Битый опять зажался, заколебался и потухшим голосом сказал.
– В офицеры. Клуба. Нас четверых должны были… Они сказали, что так надо. Сами эту девчонку принесли, и… Вам не понять! Мэтью тоже не понял бы, не знаю, что он тут забыл! Мы на грани были, даже с половинкой, – он наконец разжал руку и с трепетным восторгом безумного фанатика посмотрел на кулон. Такой же, как был у Гарри. – Нам дают вторую половину. Двойная удача. И мы становимся офицерами Клуба.
Алек с брезгливостью отстранился и чуть не протёр пистолет рукавом, словно это касание оставило скверну и на нём тоже.
– Вот оно что: не можешь стать офицером Флота, – он обошёл мужичонку по кругу, в задумчивости рассматривая распростёртый во все стороны склад, – значит, стань офицером Клуба.

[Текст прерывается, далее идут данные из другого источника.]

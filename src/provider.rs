//! The provider: one guard registry and the adapters that consult it.
//!
//! [`NavigationGuardProvider`] is mounted once per application (or per
//! independent region) and owns the only strong reference to its registry.
//! Everything else, including guard handles, the [`GuardedRouter`] and the
//! adapters, holds it weakly, so unmounting the provider turns every adapter
//! into a passthrough.
//!
//! Which adapters exist depends on the collaborators the host supplies and on
//! [`InterceptConfig`]:
//!
//! | Adapter                 | Needs                     | Switch              |
//! |-------------------------|---------------------------|---------------------|
//! | [`GuardedRouter`]       | a [`Router`]              | always              |
//! | [`HistoryAdapter`]      | a [`HistoryBackend`]      | `history` feature + config |
//! | [`LinkAdapter`]         | nothing (router/location to follow links) | `links` feature + config |
//! | [`UnloadAdapter`]       | nothing (location for the destination)    | `unload` feature + config |

use crate::config::InterceptConfig;
use crate::coordinator::GuardScope;
use crate::error::{GuardError, GuardResult};
use crate::executor::Executor;
#[cfg(feature = "history")]
use crate::history::{HistoryAdapter, HistoryBackend};
#[cfg(feature = "links")]
use crate::links::LinkAdapter;
use crate::registry::{GuardRegistry, SharedRegistry};
use crate::router::{GuardedRouter, Location, Router};
#[cfg(feature = "unload")]
use crate::unload::UnloadAdapter;
use crate::{debug_log, info_log};
use std::fmt;
use std::rc::Rc;

// ============================================================================
// ProviderBuilder
// ============================================================================

/// Collects collaborators for a [`NavigationGuardProvider`].
pub struct ProviderBuilder {
    executor: Rc<dyn Executor>,
    config: InterceptConfig,
    router: Option<Rc<dyn Router>>,
    location: Option<Rc<dyn Location>>,
    #[cfg(feature = "history")]
    history: Option<Rc<dyn HistoryBackend>>,
}

impl ProviderBuilder {
    /// Use `config` instead of [`InterceptConfig::default`].
    #[must_use]
    pub fn config(mut self, config: InterceptConfig) -> Self {
        self.config = config;
        self
    }

    /// The host framework's router.
    #[must_use]
    pub fn router<R: Router + 'static>(mut self, router: Rc<R>) -> Self {
        self.router = Some(router);
        self
    }

    /// The document location.
    #[must_use]
    pub fn location<L: Location + 'static>(mut self, location: Rc<L>) -> Self {
        self.location = Some(location);
        self
    }

    /// The session history to guard traversals of.
    ///
    /// [`build`](Self::build) connects the new [`HistoryAdapter`] through
    /// [`HistoryBackend::connect`], so a [`MemoryHistory`](crate::MemoryHistory)
    /// needs no further wiring. In the browser the events come from
    /// `web::attach` instead.
    #[cfg(feature = "history")]
    #[must_use]
    pub fn history<H: HistoryBackend + 'static>(mut self, history: Rc<H>) -> Self {
        self.history = Some(history);
        self
    }

    /// Mount the provider.
    pub fn build(self) -> NavigationGuardProvider {
        let registry = GuardRegistry::shared();
        let weak = Rc::downgrade(&registry);
        let config = self.config;

        let router = self.router.as_ref().map(|router| {
            let guarded = GuardedRouter::new(Rc::clone(router), weak.clone(), Rc::clone(&self.executor));
            match &self.location {
                Some(location) => guarded.with_location(Rc::clone(location)),
                None => guarded,
            }
        });

        #[cfg(feature = "history")]
        let history = self
            .history
            .filter(|_| config.history)
            .map(|backend| {
                let adapter =
                    HistoryAdapter::new(weak.clone(), Rc::clone(&backend), Rc::clone(&self.executor));
                backend.connect(&adapter);
                adapter
            });

        #[cfg(feature = "links")]
        let links = config.links.then(|| {
            let executor = Rc::clone(&self.executor);
            match (&self.router, &self.location) {
                (Some(router), _) => LinkAdapter::with_router(weak.clone(), executor, Rc::clone(router), &config),
                (None, Some(location)) => {
                    LinkAdapter::with_location(weak.clone(), executor, Rc::clone(location), &config)
                }
                (None, None) => LinkAdapter::detached(weak.clone(), executor, &config),
            }
        });

        #[cfg(feature = "unload")]
        let unload = config.unload.then(|| {
            let adapter = UnloadAdapter::new(weak.clone(), self.location.clone());
            match &config.unload_message {
                Some(message) => adapter.with_message(message.clone()),
                None => adapter,
            }
        });

        info_log!(
            "Navigation guard provider mounted (router: {}, location: {})",
            router.is_some(),
            self.location.is_some()
        );

        NavigationGuardProvider {
            registry,
            config,
            location: self.location,
            router,
            #[cfg(feature = "history")]
            history,
            #[cfg(feature = "links")]
            links,
            #[cfg(feature = "unload")]
            unload,
        }
    }
}

// ============================================================================
// NavigationGuardProvider
// ============================================================================

/// Owner of a guard registry and its adapters.
pub struct NavigationGuardProvider {
    registry: SharedRegistry,
    config: InterceptConfig,
    location: Option<Rc<dyn Location>>,
    router: Option<GuardedRouter<dyn Router>>,
    #[cfg(feature = "history")]
    history: Option<HistoryAdapter>,
    #[cfg(feature = "links")]
    links: Option<LinkAdapter>,
    #[cfg(feature = "unload")]
    unload: Option<UnloadAdapter>,
}

impl NavigationGuardProvider {
    /// Start building a provider that runs deferred evaluations on `executor`.
    pub fn builder(executor: Rc<dyn Executor>) -> ProviderBuilder {
        ProviderBuilder {
            executor,
            config: InterceptConfig::default(),
            router: None,
            location: None,
            #[cfg(feature = "history")]
            history: None,
        }
    }

    /// Handle through which guards register.
    pub fn scope(&self) -> GuardScope {
        GuardScope::new(Rc::downgrade(&self.registry))
    }

    /// Active configuration.
    pub fn config(&self) -> &InterceptConfig {
        &self.config
    }

    /// Document location, if supplied.
    pub fn location(&self) -> Option<&Rc<dyn Location>> {
        self.location.as_ref()
    }

    /// Number of registered guards.
    pub fn guard_count(&self) -> usize {
        self.registry.borrow().len()
    }

    /// The guarded router for application code.
    pub fn router(&self) -> GuardResult<&GuardedRouter<dyn Router>> {
        self.router
            .as_ref()
            .ok_or(GuardError::Unavailable { what: "router" })
    }

    /// The history-traversal adapter, if a history was supplied and enabled.
    #[cfg(feature = "history")]
    pub fn history_adapter(&self) -> Option<&HistoryAdapter> {
        self.history.as_ref()
    }

    /// The link-click adapter, if enabled.
    #[cfg(feature = "links")]
    pub fn link_adapter(&self) -> Option<&LinkAdapter> {
        self.links.as_ref()
    }

    /// The unload adapter, if enabled.
    #[cfg(feature = "unload")]
    pub fn unload_adapter(&self) -> Option<&UnloadAdapter> {
        self.unload.as_ref()
    }

    /// Tear the provider down. Guards registered through it stop being
    /// consulted and new registrations fail with [`GuardError::NoProvider`].
    pub fn unmount(self) {
        debug_log!("Unmounting with {} guards registered", self.guard_count());
    }
}

impl Drop for NavigationGuardProvider {
    fn drop(&mut self) {
        info_log!("Navigation guard provider unmounted");
    }
}

impl fmt::Debug for NavigationGuardProvider {
    fn fmt(&self, f: &mut fmt::Formatter<'_>) -> fmt::Result {
        f.debug_struct("NavigationGuardProvider")
            .field("guards", &self.guard_count())
            .field("config", &self.config)
            .field("router", &self.router.is_some())
            .finish_non_exhaustive()
    }
}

Это злило. Алек сознавал, что многое досталось ему по праву крови, но были в том и его личные заслуги, его персональное упорство, стёртые до крови руки, выгоревшая на солнце до струпьев кожа, пойманная на американском побережье пуля. Были в его мире и люди безродные, но способные и опять же – упорные, не останавливающиеся ни перед чем. И было… это.
Не желая смотреть на ничтожество в балахоне, Алек посмотрел на Арона Ферро и приметил наконец то, что притягивал его взгляд всё это время. На груди, из-под ворота рубашки, у трактирщика торчал кругляшок медальона, смутно похожий на все те половинки, что они до того видели. «Вторая половина, – эхом прозвучал в его голове голос раненного, – двойная удача, и мы становимся офицерами Клуба».
– Что это у вас, Ферро? – его недобрый взгляд впился в этот медальон и, если бы мог, то прожёг бы дыру в том месте, где он касался ткани. Алек приблизился к трактирщику и пистолетом поддел побрякушку, натягивая удерживающий её шнурок. – Действительно, ваши святые вас сегодня очень любят, – он оскалился, кивком головы показывая Джорджу, что всё самое весёлое и интересное происходит здесь. – Ты посмотри, всё это время он просто мог сказать своим дружкам, чтобы они перестали, но, видимо, нас сочли хорошей публикой. Польщён, – Алек дёрнул пистолет на себя.